▸ HOW TO COMPLETE THIS TASK:
After locating the line that contains "use std::time::Duration;" in the data below, set down exactly that line and each one after it through the line that contains "thumbnail_url TEXT NOT", and nothing more.
━━ DATA FOR THIS EXERCISE
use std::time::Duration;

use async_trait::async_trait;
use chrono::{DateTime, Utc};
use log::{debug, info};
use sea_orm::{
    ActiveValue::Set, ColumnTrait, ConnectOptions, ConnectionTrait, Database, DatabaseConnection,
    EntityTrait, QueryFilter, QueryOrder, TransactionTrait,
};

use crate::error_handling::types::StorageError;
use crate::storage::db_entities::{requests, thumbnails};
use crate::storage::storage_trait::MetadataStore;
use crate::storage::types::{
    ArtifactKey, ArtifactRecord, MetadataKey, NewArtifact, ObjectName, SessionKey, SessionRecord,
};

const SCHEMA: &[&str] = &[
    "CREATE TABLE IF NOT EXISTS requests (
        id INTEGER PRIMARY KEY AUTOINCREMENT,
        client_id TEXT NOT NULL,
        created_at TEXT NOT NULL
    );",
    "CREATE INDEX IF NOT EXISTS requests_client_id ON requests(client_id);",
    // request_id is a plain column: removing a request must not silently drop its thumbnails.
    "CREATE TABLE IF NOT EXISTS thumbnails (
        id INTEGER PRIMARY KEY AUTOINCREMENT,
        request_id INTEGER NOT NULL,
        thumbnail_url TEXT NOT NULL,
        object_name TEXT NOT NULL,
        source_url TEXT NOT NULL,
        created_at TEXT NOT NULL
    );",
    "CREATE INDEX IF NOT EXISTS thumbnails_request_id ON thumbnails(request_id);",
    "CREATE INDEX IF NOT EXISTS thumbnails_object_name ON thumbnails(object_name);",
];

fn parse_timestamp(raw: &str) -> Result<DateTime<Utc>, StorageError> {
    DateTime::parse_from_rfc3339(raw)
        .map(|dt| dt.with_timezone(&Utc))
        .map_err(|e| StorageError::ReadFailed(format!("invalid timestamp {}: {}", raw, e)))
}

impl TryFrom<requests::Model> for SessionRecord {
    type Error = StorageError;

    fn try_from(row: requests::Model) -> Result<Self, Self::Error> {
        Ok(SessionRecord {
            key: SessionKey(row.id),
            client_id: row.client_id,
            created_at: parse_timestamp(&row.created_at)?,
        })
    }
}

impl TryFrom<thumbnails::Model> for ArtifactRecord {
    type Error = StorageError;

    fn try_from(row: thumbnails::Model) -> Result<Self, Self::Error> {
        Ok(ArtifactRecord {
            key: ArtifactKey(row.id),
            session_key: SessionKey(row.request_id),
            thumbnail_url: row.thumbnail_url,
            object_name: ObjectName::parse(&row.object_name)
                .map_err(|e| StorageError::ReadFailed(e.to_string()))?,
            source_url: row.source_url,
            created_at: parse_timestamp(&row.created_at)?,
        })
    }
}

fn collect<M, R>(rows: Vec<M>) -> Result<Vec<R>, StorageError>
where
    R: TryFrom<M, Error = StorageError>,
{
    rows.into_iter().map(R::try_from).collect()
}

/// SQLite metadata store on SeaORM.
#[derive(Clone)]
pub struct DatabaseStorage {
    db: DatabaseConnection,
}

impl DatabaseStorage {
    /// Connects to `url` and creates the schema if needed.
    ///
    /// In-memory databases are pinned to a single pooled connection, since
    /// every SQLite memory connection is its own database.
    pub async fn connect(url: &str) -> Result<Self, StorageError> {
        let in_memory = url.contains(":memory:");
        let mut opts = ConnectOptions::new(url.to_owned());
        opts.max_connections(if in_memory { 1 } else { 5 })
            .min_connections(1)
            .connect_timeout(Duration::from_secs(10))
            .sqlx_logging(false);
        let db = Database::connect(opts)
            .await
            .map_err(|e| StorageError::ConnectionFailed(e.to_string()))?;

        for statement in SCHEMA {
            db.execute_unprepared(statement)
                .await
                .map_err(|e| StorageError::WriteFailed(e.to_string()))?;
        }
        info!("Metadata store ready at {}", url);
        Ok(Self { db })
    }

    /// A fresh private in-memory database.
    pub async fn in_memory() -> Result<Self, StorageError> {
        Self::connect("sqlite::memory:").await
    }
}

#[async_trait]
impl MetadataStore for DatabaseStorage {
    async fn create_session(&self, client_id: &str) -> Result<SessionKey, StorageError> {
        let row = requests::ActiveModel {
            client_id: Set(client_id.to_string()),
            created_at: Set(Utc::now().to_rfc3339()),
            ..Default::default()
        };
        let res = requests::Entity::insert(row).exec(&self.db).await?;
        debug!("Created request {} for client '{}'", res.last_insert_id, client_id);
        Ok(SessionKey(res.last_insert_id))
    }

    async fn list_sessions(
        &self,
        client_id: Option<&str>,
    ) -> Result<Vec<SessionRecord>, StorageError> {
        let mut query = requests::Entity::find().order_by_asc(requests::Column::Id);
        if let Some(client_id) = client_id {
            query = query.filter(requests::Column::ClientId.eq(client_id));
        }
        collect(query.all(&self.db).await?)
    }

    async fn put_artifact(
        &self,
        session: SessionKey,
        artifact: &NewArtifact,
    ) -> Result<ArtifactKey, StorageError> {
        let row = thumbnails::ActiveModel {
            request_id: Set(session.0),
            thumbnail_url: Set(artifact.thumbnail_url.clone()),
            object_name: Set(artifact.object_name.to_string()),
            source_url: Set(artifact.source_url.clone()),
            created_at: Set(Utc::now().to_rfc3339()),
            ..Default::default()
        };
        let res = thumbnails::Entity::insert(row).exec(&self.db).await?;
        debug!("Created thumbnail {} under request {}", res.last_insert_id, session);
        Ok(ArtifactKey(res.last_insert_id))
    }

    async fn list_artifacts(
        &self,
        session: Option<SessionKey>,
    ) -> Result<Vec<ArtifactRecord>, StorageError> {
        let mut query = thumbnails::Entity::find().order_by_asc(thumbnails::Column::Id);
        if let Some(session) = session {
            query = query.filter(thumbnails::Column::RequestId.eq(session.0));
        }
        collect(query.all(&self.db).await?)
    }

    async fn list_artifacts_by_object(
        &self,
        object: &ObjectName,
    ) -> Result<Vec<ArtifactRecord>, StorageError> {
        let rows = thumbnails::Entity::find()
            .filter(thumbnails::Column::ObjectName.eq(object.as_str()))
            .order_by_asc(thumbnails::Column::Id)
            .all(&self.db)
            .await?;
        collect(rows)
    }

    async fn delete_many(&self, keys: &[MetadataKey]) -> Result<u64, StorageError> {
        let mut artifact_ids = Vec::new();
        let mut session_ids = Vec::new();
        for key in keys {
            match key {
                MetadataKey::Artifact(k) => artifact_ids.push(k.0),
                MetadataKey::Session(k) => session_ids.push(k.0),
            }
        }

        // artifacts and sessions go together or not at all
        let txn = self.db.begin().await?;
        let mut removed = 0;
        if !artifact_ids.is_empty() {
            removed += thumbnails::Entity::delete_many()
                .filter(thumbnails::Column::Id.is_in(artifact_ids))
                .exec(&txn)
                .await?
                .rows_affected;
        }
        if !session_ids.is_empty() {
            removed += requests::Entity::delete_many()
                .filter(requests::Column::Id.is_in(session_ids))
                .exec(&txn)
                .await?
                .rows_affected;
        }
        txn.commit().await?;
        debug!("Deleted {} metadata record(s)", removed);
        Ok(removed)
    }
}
━━━━
━━ DATA FOR THIS EXERCISE
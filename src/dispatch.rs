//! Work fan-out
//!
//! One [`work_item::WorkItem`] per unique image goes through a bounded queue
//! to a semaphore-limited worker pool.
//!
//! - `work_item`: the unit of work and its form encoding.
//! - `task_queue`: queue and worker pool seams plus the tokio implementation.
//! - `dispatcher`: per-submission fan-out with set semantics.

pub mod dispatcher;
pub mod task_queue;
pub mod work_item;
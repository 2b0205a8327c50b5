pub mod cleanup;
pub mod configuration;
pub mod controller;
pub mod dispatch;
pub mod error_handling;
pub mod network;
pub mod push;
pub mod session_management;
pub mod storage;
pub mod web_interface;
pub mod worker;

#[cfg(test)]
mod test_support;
━━━━
━━ DATA FOR THIS EXERCISE
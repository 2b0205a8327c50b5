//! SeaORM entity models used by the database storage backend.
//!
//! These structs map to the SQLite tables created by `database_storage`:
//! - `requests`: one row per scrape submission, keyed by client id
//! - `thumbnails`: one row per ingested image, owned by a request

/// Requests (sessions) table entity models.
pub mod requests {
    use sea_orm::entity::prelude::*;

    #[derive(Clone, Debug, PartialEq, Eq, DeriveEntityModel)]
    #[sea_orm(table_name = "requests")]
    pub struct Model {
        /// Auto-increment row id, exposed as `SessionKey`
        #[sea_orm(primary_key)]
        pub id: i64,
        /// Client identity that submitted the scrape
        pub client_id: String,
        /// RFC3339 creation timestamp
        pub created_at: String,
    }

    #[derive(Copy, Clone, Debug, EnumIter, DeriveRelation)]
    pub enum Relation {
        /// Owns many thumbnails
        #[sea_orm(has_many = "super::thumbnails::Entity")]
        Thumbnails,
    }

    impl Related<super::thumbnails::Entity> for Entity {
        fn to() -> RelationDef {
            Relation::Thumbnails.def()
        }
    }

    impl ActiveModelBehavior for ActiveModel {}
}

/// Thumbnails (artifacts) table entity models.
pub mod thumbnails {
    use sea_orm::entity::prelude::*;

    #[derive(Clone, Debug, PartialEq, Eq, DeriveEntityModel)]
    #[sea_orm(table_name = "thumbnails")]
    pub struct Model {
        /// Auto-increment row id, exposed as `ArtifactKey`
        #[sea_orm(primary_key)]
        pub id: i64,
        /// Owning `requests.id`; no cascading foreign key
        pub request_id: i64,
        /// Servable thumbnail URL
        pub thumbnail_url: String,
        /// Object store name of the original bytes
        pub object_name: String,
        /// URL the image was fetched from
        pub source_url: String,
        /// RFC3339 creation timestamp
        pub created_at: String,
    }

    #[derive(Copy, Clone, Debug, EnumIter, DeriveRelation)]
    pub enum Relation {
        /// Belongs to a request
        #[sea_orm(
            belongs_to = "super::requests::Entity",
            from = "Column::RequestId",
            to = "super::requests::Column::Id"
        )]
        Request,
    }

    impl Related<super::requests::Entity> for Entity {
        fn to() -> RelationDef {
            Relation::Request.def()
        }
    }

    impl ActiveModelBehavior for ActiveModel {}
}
━━━━
▸ COMPLETED TASK:
use std::time::Duration;

use async_trait::async_trait;
use chrono::{DateTime, Utc};
use log::{debug, info};
use sea_orm::{
    ActiveValue::Set, ColumnTrait, ConnectOptions, ConnectionTrait, Database, DatabaseConnection,
    EntityTrait, QueryFilter, QueryOrder, TransactionTrait,
};

use crate::error_handling::types::StorageError;
use crate::storage::db_entities::{requests, thumbnails};
use crate::storage::storage_trait::MetadataStore;
use crate::storage::types::{
    ArtifactKey, ArtifactRecord, MetadataKey, NewArtifact, ObjectName, SessionKey, SessionRecord,
};

const SCHEMA: &[&str] = &[
    "CREATE TABLE IF NOT EXISTS requests (
        id INTEGER PRIMARY KEY AUTOINCREMENT,
        client_id TEXT NOT NULL,
        created_at TEXT NOT NULL
    );",
    "CREATE INDEX IF NOT EXISTS requests_client_id ON requests(client_id);",
    // request_id is a plain column: removing a request must not silently drop its thumbnails.
    "CREATE TABLE IF NOT EXISTS thumbnails (
        id INTEGER PRIMARY KEY AUTOINCREMENT,
        request_id INTEGER NOT NULL,
        thumbnail_url TEXT NOT NULL,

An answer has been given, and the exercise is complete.